**WHAT TO PRODUCE:**
What is needed is a copy of each line in the listing that contains "necho".

===== AVAILABLE DATA

// SPDX-FileCopyrightText: 2026 The sylva authors
// SPDX-License-Identifier: EUPL-1.2 OR MIT

//! Shared test fixtures and helpers.

use std::os::unix::fs::PermissionsExt as _;
use std::path::{Path, PathBuf};

use tokio::io::{AsyncBufRead, AsyncReadExt as _};

use crate::archive::{NarSink, NarWriteError};
use crate::wire;


pub use arbitrary::{TestNode, arb_tree};

/// Appends one framed string to `buf`: length, payload, zero padding.
pub fn push_token(buf: &mut Vec<u8>, token: &[u8]) {
    buf.extend_from_slice(&(token.len() as u64).to_le_bytes());
    buf.extend_from_slice(token);
    buf.resize(buf.len() + wire::calc_padding(token.len() as u64), 0);
}

/// Writes `contents` to `path` with the owner-execute bit set.
pub fn write_executable(path: &Path, contents: &[u8]) {
    std::fs::write(path, contents).unwrap();
    let mut perms = std::fs::metadata(path).unwrap().permissions();
    perms.set_mode(0o755);
    std::fs::set_permissions(path, perms).unwrap();
}

/// Builds the reference tree used across tests:
///
/// ```text
/// tree/
///   a         "Hello World!\n"
///   ab/
///     x       -> ../a
///   script    executable, "#!/bin/sh\necho hi\n"
/// ```
pub fn fixture_tree(base: &Path) -> PathBuf {
    let root = base.join("tree");
    std::fs::create_dir(&root).unwrap();
    std::fs::write(root.join("a"), b"Hello World!\n").unwrap();
    std::fs::create_dir(root.join("ab")).unwrap();
    std::os::unix::fs::symlink("../a", root.join("ab").join("x")).unwrap();
    write_executable(&root.join("script"), b"#!/bin/sh\necho hi\n");
    root
}

/// What a [`CollectSink`] remembers about one node.
#[derive(Debug, PartialEq, Eq, Clone)]
pub enum TestEvent {
    File {
        name: Vec<u8>,
        executable: bool,
        contents: Vec<u8>,
    },
    Symlink {
        name: Vec<u8>,
        target: Vec<u8>,
    },
    StartDirectory {
        name: Vec<u8>,
    },
    EndDirectory,
}

/// A [`NarSink`] that records every node, buffering file bodies.
#[derive(Default)]
pub struct CollectSink {
    pub events: Vec<TestEvent>,
}

impl NarSink for CollectSink {
    async fn file<R>(
        &mut self,
        name: &[u8],
        executable: bool,
        size: u64,
        reader: &mut R,
    ) -> Result<(), NarWriteError>
    where
        R: AsyncBufRead + Unpin + Send,
    {
        let mut contents = Vec::with_capacity(size as usize);
        reader
            .read_to_end(&mut contents)
            .await
            .map_err(|err| NarWriteError::create_file_error(PathBuf::from("<collect>"), err))?;
        self.events.push(TestEvent::File {
            name: name.to_vec(),
            executable,
            contents,
        });
        Ok(())
    }

    async fn symlink(&mut self, name: &[u8], target: &[u8]) -> Result<(), NarWriteError> {
        self.events.push(TestEvent::Symlink {
            name: name.to_vec(),
            target: target.to_vec(),
        });
        Ok(())
    }

    async fn start_directory(&mut self, name: &[u8]) -> Result<(), NarWriteError> {
        self.events
            .push(TestEvent::StartDirectory { name: name.to_vec() });
        Ok(())
    }

    async fn end_directory(&mut self) -> Result<(), NarWriteError> {
        self.events.push(TestEvent::EndDirectory);
        Ok(())
    }
}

==========

**RESULT BELOW:**
///   script    executable, "#!/bin/sh\necho hi\n"
    write_executable(&root.join("script"), b"#!/bin/sh\necho hi\n");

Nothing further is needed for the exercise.